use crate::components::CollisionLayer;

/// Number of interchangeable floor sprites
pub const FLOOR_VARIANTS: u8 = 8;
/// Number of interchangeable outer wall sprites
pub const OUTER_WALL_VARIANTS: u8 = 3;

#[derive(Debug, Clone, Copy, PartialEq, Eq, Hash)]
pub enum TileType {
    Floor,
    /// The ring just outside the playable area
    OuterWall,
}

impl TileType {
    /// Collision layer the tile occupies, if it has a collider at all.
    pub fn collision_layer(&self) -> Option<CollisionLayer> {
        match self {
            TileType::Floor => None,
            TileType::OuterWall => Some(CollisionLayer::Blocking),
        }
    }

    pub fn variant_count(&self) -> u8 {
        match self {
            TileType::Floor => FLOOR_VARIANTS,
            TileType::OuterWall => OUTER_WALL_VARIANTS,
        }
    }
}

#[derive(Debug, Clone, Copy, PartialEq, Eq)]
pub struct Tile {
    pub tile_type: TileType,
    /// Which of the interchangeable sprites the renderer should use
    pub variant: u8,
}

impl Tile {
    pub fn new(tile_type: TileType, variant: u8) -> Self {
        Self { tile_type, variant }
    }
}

→ **Problem to work on**: Reproduce each entry precisely, so that nothing differs from the original.

→ **Task result**:
use crate::components::CollisionLayer;

/// Number of interchangeable floor sprites
pub const FLOOR_VARIANTS: u8 = 8;
/// Number of interchangeable outer wall sprites
pub const OUTER_WALL_VARIANTS: u8 = 3;

#[derive(Debug, Clone, Copy, PartialEq, Eq, Hash)]
pub enum TileType {
    Floor,
    /// The ring just outside the playable area
    OuterWall,
}

impl TileType {
    /// Collision layer the tile occupies, if it has a collider at all.
    pub fn collision_layer(&self) -> Option<CollisionLayer> {
        match self {
            TileType::Floor => None,
            TileType::OuterWall => Some(CollisionLayer::Blocking),
        }
    }

    pub fn variant_count(&self) -> u8 {
        match self {
            TileType::Floor => FLOOR_VARIANTS,
            TileType::OuterWall => OUTER_WALL_VARIANTS,
        }
    }
}

#[derive(Debug, Clone, Copy, PartialEq, Eq)]
pub struct Tile {
    pub tile_type: TileType,
    /// Which of the interchangeable sprites the renderer should use
    pub variant: u8,
}

impl Tile {
    pub fn new(tile_type: TileType, variant: u8) -> Self {
        Self { tile_type, variant }
    }
}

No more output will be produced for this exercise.